Researchers at the University of Glasgow have developed a new form of high-resolution '#printing,' which they claim could be used to stop counterfeiting of banknotes. The new technique, as per scientists, could also find its application in storing a large amount of digital data with complete ease.

Nanoscale plasmonic color filters

Researchers reveal that they have developed nanoscale plasmonic color filters that are capable of exhibiting different colors. The colors displayed depend on the direction/orientation of the light that hits these filters. This means one can print two detailed but different images of the same object within the same surface area.

Instead of using pigments and dyes to render colors, this technique uses structured nanomaterials that enable printing ultra high-res images with a resolution of about 100,000 DPI (100,000 colored dots per inch) or more. In comparison, a typical image found in a book or magazine usually has a maximum resolution of about 300 DPI.

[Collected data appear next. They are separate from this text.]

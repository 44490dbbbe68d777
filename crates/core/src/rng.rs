//! RNG module - the engine's source of randomness
//!
//! The engine only ever asks for one byte at a time and reduces it modulo a
//! small bound (at most 10), in this order per spawn: shape, column,
//! rotation count. Anything implementing [`RandomSource`] can drive it,
//! including a plain closure, which keeps tests fully scripted.
//!
//! [`SimpleRng`] is the default source: a seeded LCG, so the same seed
//! always replays the same game.

/// Supplier of uniformly distributed bytes
pub trait RandomSource {
    fn next_byte(&mut self) -> u8;
}

impl<F> RandomSource for F
where
    F: FnMut() -> u8,
{
    fn next_byte(&mut self) -> u8 {
        self()
    }
}

/// Simple LCG (Linear Congruential Generator) RNG
/// Uses constants from Numerical Recipes
#[derive(Debug, Clone)]
pub struct SimpleRng {
    state: u32,
}

impl SimpleRng {
    /// Create a new RNG with the given seed
    pub fn new(seed: u32) -> Self {
        // Avoid 0 seed which would produce all zeros
        let state = if seed == 0 { 1 } else { seed };
        Self { state }
    }

    /// Generate next random u32
    pub fn next_u32(&mut self) -> u32 {
        // LCG formula: (a * state + c) mod m
        // Using Numerical Recipes constants: a=1664525, c=1013904223, m=2^32
        self.state = self.state.wrapping_mul(1664525).wrapping_add(1013904223);
        self.state
    }
}

impl RandomSource for SimpleRng {
    fn next_byte(&mut self) -> u8 {
        // Low LCG bits have short periods; take the top byte.
        (self.next_u32() >> 24) as u8
    }
}

impl Default for SimpleRng {
    fn default() -> Self {
        Self::new(1)
    }
}
//! Key mapping from terminal events to game actions.

use crate::types::GameAction;
use crossterm::event::{KeyCode, KeyEvent, KeyModifiers};

/// Map keyboard input to game actions.
///
/// vi keys: `h`/`l` move, `k` rotates clockwise, `j` counter-clockwise.
pub fn handle_key_event(key: KeyEvent) -> Option<GameAction> {
    match key.code {
        // Movement
        KeyCode::Left
        | KeyCode::Char('h')
        | KeyCode::Char('H')
        | KeyCode::Char('a')
        | KeyCode::Char('A') => Some(GameAction::MoveLeft),
        KeyCode::Right
        | KeyCode::Char('l')
        | KeyCode::Char('L')
        | KeyCode::Char('d')
        | KeyCode::Char('D') => Some(GameAction::MoveRight),

        // Rotation
        KeyCode::Up
        | KeyCode::Char('k')
        | KeyCode::Char('K')
        | KeyCode::Char('w')
        | KeyCode::Char('W') => Some(GameAction::RotateCw),
        KeyCode::Char('j')
        | KeyCode::Char('J')
        | KeyCode::Char('z')
        | KeyCode::Char('Z') => Some(GameAction::RotateCcw),

        // Step gravity by hand
        KeyCode::Down
        | KeyCode::Enter
        | KeyCode::Char(' ')
        | KeyCode::Char('s')
        | KeyCode::Char('S') => Some(GameAction::Tick),

        KeyCode::Char('r') | KeyCode::Char('R') => Some(GameAction::Restart),

        _ => None,
    }
}

/// Check if key should quit the game.
pub fn should_quit(key: KeyEvent) -> bool {
    matches!(key.code, KeyCode::Char('q') | KeyCode::Char('Q') | KeyCode::Esc)
        || (key.code == KeyCode::Char('c') && key.modifiers.contains(KeyModifiers::CONTROL))
}
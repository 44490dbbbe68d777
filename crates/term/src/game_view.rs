//! GameView: maps a `core::Game` into text lines.
//!
//! This module is pure (no I/O). It can be unit-tested.

use crate::core::{Game, RandomSource, Shape};
use crate::types::{BOARD_HEIGHT, BOARD_WIDTH};

/// Text layout of the board.
#[derive(Debug, Clone, Copy, PartialEq, Eq)]
pub struct GameView {
    pub filled: char,
    pub empty: char,
    /// Show a status line under the board
    pub status: bool,
}

impl Default for GameView {
    fn default() -> Self {
        Self {
            filled: '#',
            empty: '.',
            status: true,
        }
    }
}

impl GameView {
    /// One line per board row, each cell followed by a space.
    pub fn render<R: RandomSource>(&self, game: &Game<R>) -> Vec<String> {
        let mut lines = Vec::with_capacity(BOARD_HEIGHT as usize + 1);
        for y in 0..BOARD_HEIGHT as i8 {
            let mut line = String::with_capacity(BOARD_WIDTH as usize * 2);
            for x in 0..BOARD_WIDTH as i8 {
                let filled = game.effective_cell(x, y).unwrap_or(false);
                line.push(if filled { self.filled } else { self.empty });
                line.push(' ');
            }
            lines.push(line);
        }

        if self.status {
            let status = if game.is_game_over() {
                "GAME OVER  r: restart  q: quit".to_string()
            } else {
                format!(
                    "pieces: {}  h/l move  k/j rotate  space drop",
                    game.pieces_locked()
                )
            };
            lines.push(status);
        }
        lines
    }
}

/// One line per row of the shape's bounding box
pub fn render_shape(shape: Shape) -> Vec<String> {
    let size = shape.size() as i8;
    (0..size)
        .map(|y| {
            (0..size)
                .flat_map(|x| [if shape.cell(x, y) { '#' } else { '.' }, ' '])
                .collect()
        })
        .collect()
}
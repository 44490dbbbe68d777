//! Terminal Tetris runner (default binary).
//!
//! Every key press is applied and followed by one tick; with no input the
//! game still ticks every `TICK_MS`. Logging goes to stderr and is off
//! unless `RUST_LOG` is set; redirect it (`2>game.log`) when enabled.

use std::time::{Duration, Instant, SystemTime, UNIX_EPOCH};

use anyhow::Result;
use crossterm::event::{self, Event, KeyEventKind};
use log::info;

use bit_tetris::cli::{parse_args, RunConfig};
use bit_tetris::core::{Game, SimpleRng};
use bit_tetris::input::{handle_key_event, should_quit};
use bit_tetris::term::{GameView, TerminalRenderer};
use bit_tetris::types::{GameAction, TICK_MS};

fn main() -> Result<()> {
    env_logger::Builder::from_env(env_logger::Env::default().default_filter_or("off")).init();

    let args: Vec<String> = std::env::args().skip(1).collect();
    let config = parse_args(&args)?;

    let mut term = TerminalRenderer::new();
    term.enter()?;

    let result = run(&mut term, config);

    // Always try to restore terminal state.
    let _ = term.exit();
    result
}

fn clock_seed() -> u32 {
    SystemTime::now()
        .duration_since(UNIX_EPOCH)
        .map(|d| d.as_millis() as u32)
        .unwrap_or(1)
}

fn run(term: &mut TerminalRenderer, config: RunConfig) -> Result<()> {
    let seed = config.seed.unwrap_or_else(clock_seed);
    info!("seed {} config {:?}", seed, config.game);
    let mut game = Game::with_source(SimpleRng::new(seed), config.game);

    let view = GameView::default();
    let tick_duration = Duration::from_millis(TICK_MS as u64);
    let mut last_tick = Instant::now();

    loop {
        term.draw(&view.render(&game))?;

        let timeout = tick_duration
            .checked_sub(last_tick.elapsed())
            .unwrap_or_else(|| Duration::from_secs(0));

        if event::poll(timeout)? {
            if let Event::Key(key) = event::read()? {
                if key.kind != KeyEventKind::Press {
                    continue;
                }
                if should_quit(key) {
                    return Ok(());
                }
                match handle_key_event(key) {
                    Some(GameAction::Restart) => {
                        game.restart();
                    }
                    Some(action) => {
                        game.apply_action(action);
                        if action != GameAction::Tick {
                            game.tick();
                        }
                    }
                    None => {
                        game.tick();
                    }
                }
                last_tick = Instant::now();
                continue;
            }
        }

        if last_tick.elapsed() >= tick_duration {
            last_tick = Instant::now();
            game.tick();
        }
    }
}
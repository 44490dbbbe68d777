//! Terminal input module.
//!
//! Maps `crossterm` key events into [`crate::types::GameAction`]. The engine
//! knows nothing about keys; this crate is the only place they appear.

pub mod map;

pub use bit_tetris_types as types;

pub use map::{handle_key_event, should_quit};
//! Shape module - bit-encoded tetromino shapes and their geometry
//!
//! Every shape is a single `u16`:
//!
//! - bit 15 is the size tag: `1` for a 4x4 box, `0` for a 3x3 box
//! - bits 14 down to 0 hold the cells row-major, cell `(x, y)` at bit
//!   `14 - (y * size + x)`
//!
//! A 4x4 box has sixteen cells but only fifteen data bits, so its last cell
//! (3, 3) has no backing bit and always reads empty. A 3x3 box leaves bits
//! 5..0 unused; they stay zero through every rotation.
//!
//! Coordinates outside the box are a defined empty region, which lets the
//! collision and overlay code probe around a piece without special cases.

use crate::error::{Error, Result};
use crate::types::{ShapeKind, SHAPE_COUNT};

/// Size tag bit (set for 4x4 shapes)
pub const SIZE_TAG: u16 = 1 << 15;

/// Bit position of cell index 0
const FIRST_CELL_BIT: i16 = 14;

/// Canonical encodings, in table order I, O, T, J, L, S, Z.
///
/// ```text
/// I  ....   O  ....   T  ...   J  .#.   L  .#.   S  .##   Z  ...
///    ####      .##.      ###      .#.      .#.      ##.      ##.
///    ....      .##.      .#.      ##.      .##      ...      .##
///    ...
/// ```
pub const CANONICAL_CODES: [u16; SHAPE_COUNT as usize] =
    [0x8780, 0x8330, 0x0E80, 0x2580, 0x24C0, 0x3C00, 0x0CC0];

/// One shape occupancy pattern together with its size tag
#[derive(Debug, Clone, Copy, PartialEq, Eq, Hash)]
pub struct Shape(u16);

impl Shape {
    /// Wrap a raw encoding
    pub const fn from_code(code: u16) -> Self {
        Self(code)
    }

    /// Canonical (spawn table) encoding of `kind`
    pub fn canonical(kind: ShapeKind) -> Self {
        Self(CANONICAL_CODES[kind.index()])
    }

    /// Raw encoding, size tag included
    pub fn code(self) -> u16 {
        self.0
    }

    /// Edge length of the bounding box (3 or 4)
    #[inline(always)]
    pub fn size(self) -> u8 {
        3 + (self.0 >> 15) as u8
    }

    /// Whether the cell at local `(x, y)` is occupied.
    ///
    /// Returns `false` for any coordinate outside the bounding box.
    #[inline]
    pub fn cell(self, x: i8, y: i8) -> bool {
        let size = self.size() as i8;
        if x < 0 || y < 0 || x >= size || y >= size {
            return false;
        }
        match Self::bit_of(size, x, y) {
            Some(bit) => (self.0 >> bit) & 1 == 1,
            None => false,
        }
    }

    /// Bit holding local `(x, y)`, `None` for the unbacked last 4x4 cell
    #[inline(always)]
    fn bit_of(size: i8, x: i8, y: i8) -> Option<u32> {
        let bit = FIRST_CELL_BIT - (y as i16 * size as i16 + x as i16);
        (bit >= 0).then_some(bit as u32)
    }

    /// Occupied local cells in row-major order
    pub fn cells(self) -> impl Iterator<Item = (i8, i8)> {
        let size = self.size() as i8;
        (0..size)
            .flat_map(move |y| (0..size).map(move |x| (x, y)))
            .filter(move |&(x, y)| self.cell(x, y))
    }

    /// Number of occupied cells
    pub fn cell_count(self) -> u32 {
        (self.0 & !SIZE_TAG).count_ones()
    }

    /// Copy of this shape turned a quarter turn clockwise.
    ///
    /// The cell at output row `i`, column `j` takes the input cell at
    /// row `size - 1 - j`, column `i`. The size tag is carried over.
    pub fn rotated_cw(self) -> Self {
        let size = self.size() as i8;
        self.remap(|i, j| (i, size - 1 - j))
    }

    /// Copy of this shape turned a quarter turn counter-clockwise.
    ///
    /// The cell at output row `i`, column `j` takes the input cell at
    /// row `j`, column `size - 1 - i`.
    pub fn rotated_ccw(self) -> Self {
        let size = self.size() as i8;
        self.remap(|i, j| (size - 1 - i, j))
    }

    /// Build a new encoding where output `(row i, col j)` reads the input
    /// cell at the `(x, y)` returned by `source(i, j)`.
    fn remap(self, source: impl Fn(i8, i8) -> (i8, i8)) -> Self {
        let size = self.size() as i8;
        let mut code = self.0 & SIZE_TAG;
        for i in 0..size {
            for j in 0..size {
                let (sx, sy) = source(i, j);
                if !self.cell(sx, sy) {
                    continue;
                }
                if let Some(bit) = Self::bit_of(size, j, i) {
                    code |= 1 << bit;
                }
            }
        }
        Self(code)
    }
}

/// The seven shape slots, indexed by [`ShapeKind`].
///
/// Entries only change through [`ShapeTable::set`] and the destructive
/// rotations, which replace a slot with its rotated copy.
#[derive(Debug, Clone, PartialEq, Eq)]
pub struct ShapeTable {
    shapes: [Shape; SHAPE_COUNT as usize],
}

impl ShapeTable {
    /// Table holding the canonical encodings
    pub fn canonical() -> Self {
        Self {
            shapes: CANONICAL_CODES.map(Shape::from_code),
        }
    }

    /// Restore every slot to its canonical encoding
    pub fn reset(&mut self) {
        *self = Self::canonical();
    }

    pub fn get(&self, kind: ShapeKind) -> Shape {
        self.shapes[kind.index()]
    }

    /// Slot lookup by raw index
    pub fn get_index(&self, index: usize) -> Result<Shape> {
        self.shapes
            .get(index)
            .copied()
            .ok_or(Error::InvalidShapeIndex(index))
    }

    pub fn set(&mut self, kind: ShapeKind, shape: Shape) {
        self.shapes[kind.index()] = shape;
    }

    /// Cell query against the slot of `kind`
    pub fn cell(&self, kind: ShapeKind, x: i8, y: i8) -> bool {
        self.get(kind).cell(x, y)
    }

    /// Overwrite the slot of `kind` with its clockwise rotation
    pub fn rotate_cw(&mut self, kind: ShapeKind) {
        let rotated = self.get(kind).rotated_cw();
        self.set(kind, rotated);
    }

    /// Overwrite the slot of `kind` with its counter-clockwise rotation
    pub fn rotate_ccw(&mut self, kind: ShapeKind) {
        let rotated = self.get(kind).rotated_ccw();
        self.set(kind, rotated);
    }
}

impl Default for ShapeTable {
    fn default() -> Self {
        Self::canonical()
    }
}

Another big advantage of this newly developed #nanotechnology printing is that the quality of images doesn’t degrade over time.

Demonstration of the technology

The researchers demonstrated their technology by creating different microscopic images of the #Glasgow University's tower, featuring colors depending on light orientation.

Dr. Alasdair Clark, a lecturer at Glasgow University and the lead researcher of the study explains that his team created color pixels using small indents on a small piece of aluminum film and found that the colors displayed by these indents were polarization-dependent.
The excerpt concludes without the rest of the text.